(Problem details) Find the word "IntoHttpResult" in the data, then copy each line where it is found.

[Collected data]
-=-=-

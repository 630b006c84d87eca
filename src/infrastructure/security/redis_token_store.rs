// src/infrastructure/security/redis_token_store.rs
use crate::application::error::{ApplicationError, ApplicationResult};
use crate::application::ports::token_store::TokenStore;
use async_trait::async_trait;
use deadpool_redis::{Config as DeadpoolConfig, Pool, Runtime};
use redis::AsyncCommands;
use std::time::Duration;

/// One logical Redis database holding one token namespace.
///
/// The four namespaces live in consecutive logical databases, so keys from
/// different token kinds can never collide even when the random values do.
#[derive(Clone)]
pub struct RedisTokenStore {
    pool: Pool,
}

impl RedisTokenStore {
    /// Create a store from a redis URL (e.g. `redis://:password@host:6379/2`).
    pub fn from_url(url: &str) -> Result<Self, ApplicationError> {
        let cfg = DeadpoolConfig::from_url(url);
        let pool = cfg
            .create_pool(Some(Runtime::Tokio1))
            .map_err(|err| ApplicationError::infrastructure(err.to_string()))?;

        Ok(Self { pool })
    }

    /// Round-trip a PING. The pool connects lazily; bootstrap calls this so
    /// an unreachable Redis fails startup instead of the first request.
    pub async fn ping(&self) -> ApplicationResult<()> {
        let mut conn = self
            .pool
            .get()
            .await
            .map_err(|err| ApplicationError::infrastructure(err.to_string()))?;

        redis::cmd("PING")
            .query_async::<String>(&mut conn)
            .await
            .map_err(|err| ApplicationError::infrastructure(err.to_string()))?;
        Ok(())
    }
}

#[async_trait]
impl TokenStore for RedisTokenStore {
    async fn set(&self, key: &str, value: &str, ttl: Duration) -> ApplicationResult<()> {
        let mut conn = self
            .pool
            .get()
            .await
            .map_err(|err| ApplicationError::infrastructure(err.to_string()))?;

        let _: () = redis::cmd("SET")
            .arg(key)
            .arg(value)
            .arg("EX")
            .arg(ttl.as_secs())
            .query_async(&mut conn)
            .await
            .map_err(|err| ApplicationError::infrastructure(err.to_string()))?;
        Ok(())
    }

    async fn get(&self, key: &str) -> ApplicationResult<Option<String>> {
        let mut conn = self
            .pool
            .get()
            .await
            .map_err(|err| ApplicationError::infrastructure(err.to_string()))?;

        let value: Option<String> = conn
            .get(key)
            .await
            .map_err(|err| ApplicationError::infrastructure(err.to_string()))?;
        Ok(value)
    }

    async fn expire(&self, key: &str, ttl: Duration) -> ApplicationResult<()> {
        let mut conn = self
            .pool
            .get()
            .await
            .map_err(|err| ApplicationError::infrastructure(err.to_string()))?;

        // EXPIRE on a missing key returns 0, which is the no-op we want.
        let _: i32 = redis::cmd("EXPIRE")
            .arg(key)
            .arg(ttl.as_secs())
            .query_async(&mut conn)
            .await
            .map_err(|err| ApplicationError::infrastructure(err.to_string()))?;
        Ok(())
    }

    async fn del(&self, key: &str) -> ApplicationResult<()> {
        let mut conn = self
            .pool
            .get()
            .await
            .map_err(|err| ApplicationError::infrastructure(err.to_string()))?;

        let _: () = conn
            .del(key)
            .await
            .map_err(|err| ApplicationError::infrastructure(err.to_string()))?;
        Ok(())
    }
}
// src/application/ports/token_store.rs
use crate::application::ApplicationResult;
use async_trait::async_trait;
use std::time::Duration;

/// Expiring key/value storage backing one token namespace.
///
/// Each token kind (service API token, access token, refresh token, OAuth
/// code) gets its own store instance, so a value valid in one namespace can
/// never validate in another. Rotation policy is the caller's business; the
/// store only knows keys, values, and TTLs.
#[async_trait]
pub trait TokenStore: Send + Sync {
    /// Overwrites any existing value and its TTL.
    async fn set(&self, key: &str, value: &str, ttl: Duration) -> ApplicationResult<()>;

    async fn get(&self, key: &str) -> ApplicationResult<Option<String>>;

    /// Slides the expiration of `key`; no-op when the key is absent.
    async fn expire(&self, key: &str, ttl: Duration) -> ApplicationResult<()>;

    /// Idempotent: deleting an absent key succeeds.
    async fn del(&self, key: &str) -> ApplicationResult<()>;
}
// src/infrastructure/security/mod.rs
pub mod memory_token_store;
pub mod password;
pub mod redis_token_store;

pub use memory_token_store::InMemoryTokenStore;
pub use password::BcryptPasswordHasher;
pub use redis_token_store::RedisTokenStore;
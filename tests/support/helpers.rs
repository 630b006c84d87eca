// tests/support/helpers.rs
use crate::support::mocks::InMemoryIdentityStore;
use axum::Router;
use axum::body::{self, Body};
use axum::http::{Method, Request, StatusCode, header};
use identity_core::application::ports::{identity::IdentityStore, token_store::TokenStore};
use identity_core::application::services::{ApplicationServices, KnownApps};
use identity_core::infrastructure::security::InMemoryTokenStore;
use identity_core::presentation::http::{routes::build_router, state::HttpState};
use serde_json::{Value, json};
use std::sync::Arc;
use std::time::Duration;
use tower::util::ServiceExt as _;

pub const TEST_APP_ID: &str = "UserAPI";
pub const TEST_APP_SECRET: &str = "fzFKf3g6QeIdqbP7";

/// Router plus direct handles to the token stores so tests can steer time.
pub struct TestContext {
    pub router: Router,
    pub service_tokens: Arc<InMemoryTokenStore>,
    pub access_tokens: Arc<InMemoryTokenStore>,
    pub refresh_tokens: Arc<InMemoryTokenStore>,
    pub oauth_codes: Arc<InMemoryTokenStore>,
}

impl TestContext {
    pub fn new() -> Self {
        let identity: Arc<dyn IdentityStore> = Arc::new(InMemoryIdentityStore::new());
        let known_apps =
            KnownApps::from([(TEST_APP_ID.to_string(), TEST_APP_SECRET.to_string())]);

        let service_tokens = Arc::new(InMemoryTokenStore::new());
        let access_tokens = Arc::new(InMemoryTokenStore::new());
        let refresh_tokens = Arc::new(InMemoryTokenStore::new());
        let oauth_codes = Arc::new(InMemoryTokenStore::new());

        let services = Arc::new(ApplicationServices::new(
            identity,
            known_apps,
            Arc::clone(&service_tokens) as Arc<dyn TokenStore>,
            Arc::clone(&access_tokens) as Arc<dyn TokenStore>,
            Arc::clone(&refresh_tokens) as Arc<dyn TokenStore>,
            Arc::clone(&oauth_codes) as Arc<dyn TokenStore>,
        ));

        let router = build_router(HttpState { services });

        Self {
            router,
            service_tokens,
            access_tokens,
            refresh_tokens,
            oauth_codes,
        }
    }

    /// Age every namespace at once. Callers should mint a fresh service
    /// token afterwards, exactly as a real peer would.
    pub fn advance(&self, elapsed: Duration) {
        self.service_tokens.advance(elapsed);
        self.access_tokens.advance(elapsed);
        self.refresh_tokens.advance(elapsed);
        self.oauth_codes.advance(elapsed);
    }

    pub async fn request(
        &self,
        method: Method,
        uri: &str,
        bearer: Option<&str>,
        payload: Option<Value>,
    ) -> (StatusCode, Value) {
        let mut builder = Request::builder().method(method).uri(uri);
        if let Some(token) = bearer {
            builder = builder.header(header::AUTHORIZATION, format!("Bearer {token}"));
        }

        let request = match payload {
            Some(value) => builder
                .header(header::CONTENT_TYPE, "application/json")
                .body(Body::from(value.to_string()))
                .unwrap(),
            None => builder.body(Body::empty()).unwrap(),
        };

        let response = self.router.clone().oneshot(request).await.unwrap();
        let status = response.status();
        let bytes = body::to_bytes(response.into_body(), 1024 * 1024)
            .await
            .unwrap();
        let value = if bytes.is_empty() {
            Value::Null
        } else {
            serde_json::from_slice(&bytes).unwrap()
        };
        (status, value)
    }

    /// Trades the well-known test peer credentials for a service token.
    pub async fn service_token(&self) -> String {
        let (status, body) = self
            .request(
                Method::POST,
                "/api/v1/service-tokens",
                None,
                Some(json!({ "app_id": TEST_APP_ID, "app_secret": TEST_APP_SECRET })),
            )
            .await;
        assert_eq!(status, StatusCode::OK, "service token issuance: {body}");
        body["token"].as_str().unwrap().to_string()
    }

    /// Creates a user and returns its UID.
    pub async fn create_user(&self, token: &str, username: &str, password: &str) -> String {
        let (status, body) = self
            .request(
                Method::POST,
                "/api/v1/users",
                Some(token),
                Some(json!({ "username": username, "password": password })),
            )
            .await;
        assert_eq!(status, StatusCode::OK, "create user: {body}");
        body["uid"].as_str().unwrap().to_string()
    }
}
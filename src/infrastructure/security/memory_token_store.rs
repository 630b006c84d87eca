// src/infrastructure/security/memory_token_store.rs
use crate::application::error::ApplicationResult;
use crate::application::ports::token_store::TokenStore;
use async_trait::async_trait;
use std::collections::HashMap;
use std::sync::Mutex;
use std::time::{Duration, Instant};

struct Entry {
    value: String,
    expires_at: Instant,
}

/// In-memory [`TokenStore`] with real TTL semantics.
///
/// Backs tests and single-process setups. [`advance`](Self::advance) moves a
/// logical clock forward so expiration behavior can be tested without
/// sleeping.
#[derive(Default)]
pub struct InMemoryTokenStore {
    inner: Mutex<HashMap<String, Entry>>,
    skew: Mutex<Duration>,
}

impl InMemoryTokenStore {
    pub fn new() -> Self {
        Self::default()
    }

    /// Test hook: move the store's notion of "now" forward by `elapsed`.
    pub fn advance(&self, elapsed: Duration) {
        let mut skew = self.skew.lock().unwrap();
        *skew += elapsed;
    }

    fn now(&self) -> Instant {
        Instant::now() + *self.skew.lock().unwrap()
    }
}

#[async_trait]
impl TokenStore for InMemoryTokenStore {
    async fn set(&self, key: &str, value: &str, ttl: Duration) -> ApplicationResult<()> {
        let expires_at = self.now() + ttl;
        let mut guard = self.inner.lock().unwrap();
        guard.insert(
            key.to_string(),
            Entry {
                value: value.to_string(),
                expires_at,
            },
        );
        Ok(())
    }

    async fn get(&self, key: &str) -> ApplicationResult<Option<String>> {
        let now = self.now();
        let mut guard = self.inner.lock().unwrap();
        match guard.get(key) {
            Some(entry) if entry.expires_at > now => Ok(Some(entry.value.clone())),
            Some(_) => {
                guard.remove(key);
                Ok(None)
            }
            None => Ok(None),
        }
    }

    async fn expire(&self, key: &str, ttl: Duration) -> ApplicationResult<()> {
        let expires_at = self.now() + ttl;
        let mut guard = self.inner.lock().unwrap();
        if let Some(entry) = guard.get_mut(key) {
            entry.expires_at = expires_at;
        }
        Ok(())
    }

    async fn del(&self, key: &str) -> ApplicationResult<()> {
        let mut guard = self.inner.lock().unwrap();
        guard.remove(key);
        Ok(())
    }
}
// tests/e2e_error_statuses.rs
use axum::http::{Method, StatusCode};
use serde_json::{Value, json};

mod support;

use support::TestContext;

fn gated_operations() -> Vec<(Method, &'static str, Option<Value>)> {
    vec![
        (
            Method::GET,
            "/api/v1/users/33333333-3333-4333-8333-333333333333",
            None,
        ),
        (
            Method::POST,
            "/api/v1/users",
            Some(json!({ "username": "mallory", "password": "pw" })),
        ),
        (
            Method::PATCH,
            "/api/v1/users/33333333-3333-4333-8333-333333333333",
            Some(json!({ "password": "pw" })),
        ),
        (
            Method::DELETE,
            "/api/v1/users/33333333-3333-4333-8333-333333333333",
            None,
        ),
        (
            Method::POST,
            "/api/v1/apps",
            Some(json!({ "owner": "33333333-3333-4333-8333-333333333333", "name": "App" })),
        ),
        (
            Method::POST,
            "/api/v1/tokens/access",
            Some(json!({ "username": "mallory", "password": "pw" })),
        ),
        (
            Method::POST,
            "/api/v1/tokens/refresh",
            Some(json!({ "username": "mallory", "password": "pw" })),
        ),
        (
            Method::POST,
            "/api/v1/tokens/introspect",
            Some(json!({ "token": "t" })),
        ),
        (
            Method::POST,
            "/api/v1/tokens/rotate",
            Some(json!({ "refresh_token": "t" })),
        ),
        (
            Method::POST,
            "/api/v1/oauth/codes",
            Some(json!({ "username": "mallory", "password": "pw", "app_uid": "x" })),
        ),
        (
            Method::POST,
            "/api/v1/oauth/exchange",
            Some(json!({
                "app_uid": "33333333-3333-4333-8333-333333333333",
                "app_secret": "33333333-3333-4333-8333-333333333333",
                "code": "c",
            })),
        ),
    ]
}

#[tokio::test]
async fn every_gated_operation_rejects_missing_and_bogus_tokens() {
    let ctx = TestContext::new();

    for (method, uri, payload) in gated_operations() {
        let (status, _) = ctx
            .request(method.clone(), uri, None, payload.clone())
            .await;
        assert_eq!(status, StatusCode::UNAUTHORIZED, "{method} {uri} without token");

        let (status, _) = ctx
            .request(method.clone(), uri, Some("bogus"), payload)
            .await;
        assert_eq!(status, StatusCode::UNAUTHORIZED, "{method} {uri} with bogus token");
    }
}

#[tokio::test]
async fn gated_rejection_happens_before_any_effect() {
    let ctx = TestContext::new();

    let (status, _) = ctx
        .request(
            Method::POST,
            "/api/v1/users",
            Some("bogus"),
            Some(json!({ "username": "mallory", "password": "pw" })),
        )
        .await;
    assert_eq!(status, StatusCode::UNAUTHORIZED);

    // The rejected call reached neither the identity store nor the token
    // stores: mallory was never created.
    let token = ctx.service_token().await;
    let (status, _) = ctx
        .request(
            Method::POST,
            "/api/v1/tokens/access",
            Some(&token),
            Some(json!({ "username": "mallory", "password": "pw" })),
        )
        .await;
    assert_eq!(status, StatusCode::NOT_FOUND);
}

#[tokio::test]
async fn unknown_peer_and_wrong_secret() {
    let ctx = TestContext::new();

    let (status, _) = ctx
        .request(
            Method::POST,
            "/api/v1/service-tokens",
            None,
            Some(json!({ "app_id": "NobodyAPI", "app_secret": "x" })),
        )
        .await;
    assert_eq!(status, StatusCode::NOT_FOUND);

    let (status, _) = ctx
        .request(
            Method::POST,
            "/api/v1/service-tokens",
            None,
            Some(json!({ "app_id": support::TEST_APP_ID, "app_secret": "wrong" })),
        )
        .await;
    assert_eq!(status, StatusCode::UNAUTHORIZED);
}

#[tokio::test]
async fn health_is_open() {
    let ctx = TestContext::new();
    let (status, body) = ctx.request(Method::GET, "/health", None, None).await;
    assert_eq!(status, StatusCode::OK);
    assert_eq!(body["status"], "ok");
}
// src/presentation/http/error.rs
use crate::application::{ApplicationResult, error::ApplicationError};
use crate::domain::errors::DomainError;
use axum::{
    Json,
    http::StatusCode,
    response::{IntoResponse, Response},
};
use serde::Serialize;

#[derive(Debug)]
pub struct HttpError {
    status: StatusCode,
    message: String,
}

impl HttpError {
    pub fn from_error(err: ApplicationError) -> Self {
        match err {
            ApplicationError::Validation(msg) => Self::new(StatusCode::BAD_REQUEST, msg),
            ApplicationError::NotFound(msg) => Self::new(StatusCode::NOT_FOUND, msg),
            ApplicationError::Unauthorized(msg) => Self::new(StatusCode::UNAUTHORIZED, msg),
            ApplicationError::Infrastructure(err) => {
                tracing::error!(error = %err, "infrastructure error");
                Self::new(StatusCode::INTERNAL_SERVER_ERROR, err.to_string())
            }
            ApplicationError::Domain(domain_err) => match domain_err {
                DomainError::Validation(msg) => Self::new(StatusCode::BAD_REQUEST, msg),
                DomainError::NotFound(msg) => Self::new(StatusCode::NOT_FOUND, msg),
                DomainError::Persistence(msg) => {
                    tracing::error!(error = %msg, "persistence error");
                    Self::new(StatusCode::INTERNAL_SERVER_ERROR, msg)
                }
            },
        }
    }

    fn new(status: StatusCode, message: String) -> Self {
        Self { status, message }
    }
}

impl IntoResponse for HttpError {
    fn into_response(self) -> Response {
        let payload = ErrorResponse {
            error: self
                .status
                .canonical_reason()
                .unwrap_or("error")
                .to_string(),
            message: self.message,
        };
        (self.status, Json(payload)).into_response()
    }
}

#[derive(Debug, Serialize)]
pub struct ErrorResponse {
    pub error: String,
    pub message: String,
}

pub type HttpResult<T> = Result<T, HttpError>;

pub trait IntoHttpResult<T> {
    fn into_http(self) -> HttpResult<T>;
}

impl<T> IntoHttpResult<T> for ApplicationResult<T> {
    fn into_http(self) -> HttpResult<T> {
        self.map_err(HttpError::from_error)
    }
}
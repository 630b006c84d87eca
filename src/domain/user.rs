// src/domain/user.rs
use crate::domain::errors::{DomainError, DomainResult};
use crate::domain::uid::Uid;
use std::fmt;

/// Public user identity. The password hash never leaves the identity store.
#[derive(Debug, Clone)]
pub struct User {
    pub uid: Uid,
    pub username: Username,
    pub is_admin: bool,
}

#[derive(Debug, Clone, PartialEq, Eq, Hash)]
pub struct Username(String);

impl Username {
    pub fn new(value: impl Into<String>) -> DomainResult<Self> {
        let value = value.into();
        if value.is_empty() {
            return Err(DomainError::Validation("username is empty".into()));
        }
        Ok(Self(value))
    }

    pub fn as_str(&self) -> &str {
        &self.0
    }
}

impl From<Username> for String {
    fn from(value: Username) -> Self {
        value.0
    }
}

impl fmt::Display for Username {
    fn fmt(&self, f: &mut fmt::Formatter<'_>) -> fmt::Result {
        f.write_str(&self.0)
    }
}

impl AsRef<str> for Username {
    fn as_ref(&self) -> &str {
        &self.0
    }
}
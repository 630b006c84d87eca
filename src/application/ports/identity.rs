// src/application/ports/identity.rs
use crate::application::ApplicationResult;
use crate::domain::{
    app::{App, AppInfo},
    uid::Uid,
    user::User,
};
use async_trait::async_trait;

/// Durable storage for users and third-party applications.
///
/// This is the service's single persistence seam: the production
/// implementation is Postgres-backed, tests substitute an in-memory one.
/// Password handling stays behind this trait: `create`, `update` and
/// `check_password` hash and verify internally, so plaintext passwords go no
/// further and hashes never come out.
#[async_trait]
pub trait IdentityStore: Send + Sync {
    /// Fails not-found when no user has this UID.
    async fn get_user_info(&self, uid: Uid) -> ApplicationResult<User>;

    /// Generates a fresh UID, hashes the password, inserts. Username
    /// uniqueness is enforced by the relational unique constraint.
    async fn create(&self, username: &str, password: &str) -> ApplicationResult<User>;

    /// Rehashes and writes the password; not-found when no row was updated.
    async fn update(&self, uid: Uid, new_password: &str) -> ApplicationResult<()>;

    /// Not-found when no row was deleted. Apps owned by the user are
    /// removed with it (cascading delete).
    async fn delete(&self, uid: Uid) -> ApplicationResult<()>;

    /// Fails not-found for an unknown UID; otherwise reports whether the
    /// password matches the stored hash.
    async fn check_password(&self, uid: Uid, password: &str) -> ApplicationResult<bool>;

    async fn uid_by_username(&self, username: &str) -> ApplicationResult<Uid>;

    /// Generates a fresh app UID and secret for `owner`.
    async fn create_app(&self, owner: Uid, name: &str) -> ApplicationResult<App>;

    async fn get_app_info(&self, app_uid: Uid) -> ApplicationResult<AppInfo>;

    /// Existence check for the `(uid, secret)` pair.
    async fn is_valid_app_credentials(
        &self,
        app_uid: Uid,
        app_secret: Uid,
    ) -> ApplicationResult<bool>;
}
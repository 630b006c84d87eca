// src/domain/uid.rs
use crate::domain::errors::{DomainError, DomainResult};
use std::fmt;
use uuid::Uuid;

/// Opaque 128-bit identifier, rendered in canonical hyphenated form.
///
/// Used for user UIDs, app UIDs, app secrets, and every token kind. Values
/// are always freshly generated; they are never derived from caller input.
#[derive(Debug, Clone, Copy, PartialEq, Eq, Hash)]
pub struct Uid(Uuid);

impl Uid {
    pub fn new_random() -> Self {
        Self(Uuid::new_v4())
    }

    pub fn parse(value: &str) -> DomainResult<Self> {
        Uuid::parse_str(value)
            .map(Self)
            .map_err(|_| DomainError::Validation("invalid UUID".into()))
    }
}

impl fmt::Display for Uid {
    fn fmt(&self, f: &mut fmt::Formatter<'_>) -> fmt::Result {
        self.0.fmt(f)
    }
}
// src/infrastructure/repositories/postgres_identity.rs
use super::map_sqlx;
use crate::application::error::{ApplicationError, ApplicationResult};
use crate::application::ports::{identity::IdentityStore, security::PasswordHasher};
use crate::domain::{
    app::{App, AppInfo},
    uid::Uid,
    user::{User, Username},
};
use async_trait::async_trait;
use sqlx::{FromRow, PgPool};
use std::sync::Arc;

/// Postgres-backed [`IdentityStore`]. Every operation is a single statement;
/// the pool is safe to share across request handlers.
#[derive(Clone)]
pub struct PostgresIdentityStore {
    pool: PgPool,
    hasher: Arc<dyn PasswordHasher>,
}

impl PostgresIdentityStore {
    pub fn new(pool: PgPool, hasher: Arc<dyn PasswordHasher>) -> Self {
        Self { pool, hasher }
    }
}

#[derive(Debug, FromRow)]
struct UserInfoRow {
    username: String,
    is_admin: bool,
}

#[derive(Debug, FromRow)]
struct AppInfoRow {
    owner: String,
    name: String,
}

#[async_trait]
impl IdentityStore for PostgresIdentityStore {
    async fn get_user_info(&self, uid: Uid) -> ApplicationResult<User> {
        let row = sqlx::query_as::<_, UserInfoRow>(
            "SELECT username, is_admin FROM users WHERE uid = $1",
        )
        .bind(uid.to_string())
        .fetch_optional(&self.pool)
        .await
        .map_err(map_sqlx)?
        .ok_or_else(|| ApplicationError::not_found("user not found"))?;

        Ok(User {
            uid,
            username: Username::new(row.username)?,
            is_admin: row.is_admin,
        })
    }

    async fn create(&self, username: &str, password: &str) -> ApplicationResult<User> {
        let uid = Uid::new_random();
        let password_hash = self.hasher.hash(password).await?;

        let result = sqlx::query(
            "INSERT INTO users (uid, username, password_hash) VALUES ($1, $2, $3)",
        )
        .bind(uid.to_string())
        .bind(username)
        .bind(&password_hash)
        .execute(&self.pool)
        .await
        .map_err(map_sqlx)?;

        if result.rows_affected() == 0 {
            return Err(ApplicationError::infrastructure("user not created"));
        }

        Ok(User {
            uid,
            username: Username::new(username)?,
            is_admin: false,
        })
    }

    async fn update(&self, uid: Uid, new_password: &str) -> ApplicationResult<()> {
        let password_hash = self.hasher.hash(new_password).await?;

        let result = sqlx::query("UPDATE users SET password_hash = $1 WHERE uid = $2")
            .bind(&password_hash)
            .bind(uid.to_string())
            .execute(&self.pool)
            .await
            .map_err(map_sqlx)?;

        if result.rows_affected() == 0 {
            return Err(ApplicationError::not_found("user not found"));
        }

        Ok(())
    }

    async fn delete(&self, uid: Uid) -> ApplicationResult<()> {
        let result = sqlx::query("DELETE FROM users WHERE uid = $1")
            .bind(uid.to_string())
            .execute(&self.pool)
            .await
            .map_err(map_sqlx)?;

        if result.rows_affected() == 0 {
            return Err(ApplicationError::not_found("user not found"));
        }

        Ok(())
    }

    async fn check_password(&self, uid: Uid, password: &str) -> ApplicationResult<bool> {
        let password_hash = sqlx::query_scalar::<_, String>(
            "SELECT password_hash FROM users WHERE uid = $1",
        )
        .bind(uid.to_string())
        .fetch_optional(&self.pool)
        .await
        .map_err(map_sqlx)?
        .ok_or_else(|| ApplicationError::not_found("user not found"))?;

        self.hasher.verify(password, &password_hash).await
    }

    async fn uid_by_username(&self, username: &str) -> ApplicationResult<Uid> {
        let uid = sqlx::query_scalar::<_, String>("SELECT uid FROM users WHERE username = $1")
            .bind(username)
            .fetch_optional(&self.pool)
            .await
            .map_err(map_sqlx)?
            .ok_or_else(|| ApplicationError::not_found("user not found"))?;

        Ok(Uid::parse(&uid)?)
    }

    async fn create_app(&self, owner: Uid, name: &str) -> ApplicationResult<App> {
        let uid = Uid::new_random();
        let secret = Uid::new_random();

        let result = sqlx::query(
            "INSERT INTO apps (uid, secret, owner, name) VALUES ($1, $2, $3, $4)",
        )
        .bind(uid.to_string())
        .bind(secret.to_string())
        .bind(owner.to_string())
        .bind(name)
        .execute(&self.pool)
        .await
        .map_err(map_sqlx)?;

        if result.rows_affected() == 0 {
            return Err(ApplicationError::infrastructure("app not created"));
        }

        Ok(App {
            uid,
            secret,
            owner,
            name: name.to_string(),
        })
    }

    async fn get_app_info(&self, app_uid: Uid) -> ApplicationResult<AppInfo> {
        let row = sqlx::query_as::<_, AppInfoRow>("SELECT owner, name FROM apps WHERE uid = $1")
            .bind(app_uid.to_string())
            .fetch_optional(&self.pool)
            .await
            .map_err(map_sqlx)?
            .ok_or_else(|| ApplicationError::not_found("app not found"))?;

        Ok(AppInfo {
            owner: Uid::parse(&row.owner)?,
            name: row.name,
        })
    }

    async fn is_valid_app_credentials(
        &self,
        app_uid: Uid,
        app_secret: Uid,
    ) -> ApplicationResult<bool> {
        let valid = sqlx::query_scalar::<_, bool>(
            "SELECT EXISTS(SELECT 1 FROM apps WHERE uid = $1 AND secret = $2)",
        )
        .bind(app_uid.to_string())
        .bind(app_secret.to_string())
        .fetch_one(&self.pool)
        .await
        .map_err(map_sqlx)?;

        Ok(valid)
    }
}
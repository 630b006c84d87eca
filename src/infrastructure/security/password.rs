// src/infrastructure/security/password.rs
use crate::application::{
    error::{ApplicationError, ApplicationResult},
    ports::security::PasswordHasher,
};
use async_trait::async_trait;

/// Cost shared with every database hashed before this service existed.
/// Raise it at wiring time for fresh deployments.
pub const DEFAULT_BCRYPT_COST: u32 = 4;

#[derive(Clone)]
pub struct BcryptPasswordHasher {
    cost: u32,
}

impl BcryptPasswordHasher {
    pub fn new(cost: u32) -> Self {
        Self { cost }
    }
}

impl Default for BcryptPasswordHasher {
    fn default() -> Self {
        Self::new(DEFAULT_BCRYPT_COST)
    }
}

#[async_trait]
impl PasswordHasher for BcryptPasswordHasher {
    async fn hash(&self, password: &str) -> ApplicationResult<String> {
        let password = password.to_owned();
        let cost = self.cost;
        tokio::task::spawn_blocking(move || {
            bcrypt::hash(password, cost)
                .map_err(|err| ApplicationError::infrastructure(err.to_string()))
        })
        .await
        .map_err(|err| ApplicationError::infrastructure(err.to_string()))?
    }

    async fn verify(&self, password: &str, expected_hash: &str) -> ApplicationResult<bool> {
        let password = password.to_owned();
        let expected_hash = expected_hash.to_owned();
        tokio::task::spawn_blocking(move || {
            bcrypt::verify(password, &expected_hash)
                .map_err(|err| ApplicationError::infrastructure(err.to_string()))
        })
        .await
        .map_err(|err| ApplicationError::infrastructure(err.to_string()))?
    }
}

-=-=-

(Answer box)
pub trait IntoHttpResult<T> {
impl<T> IntoHttpResult<T> for ApplicationResult<T> {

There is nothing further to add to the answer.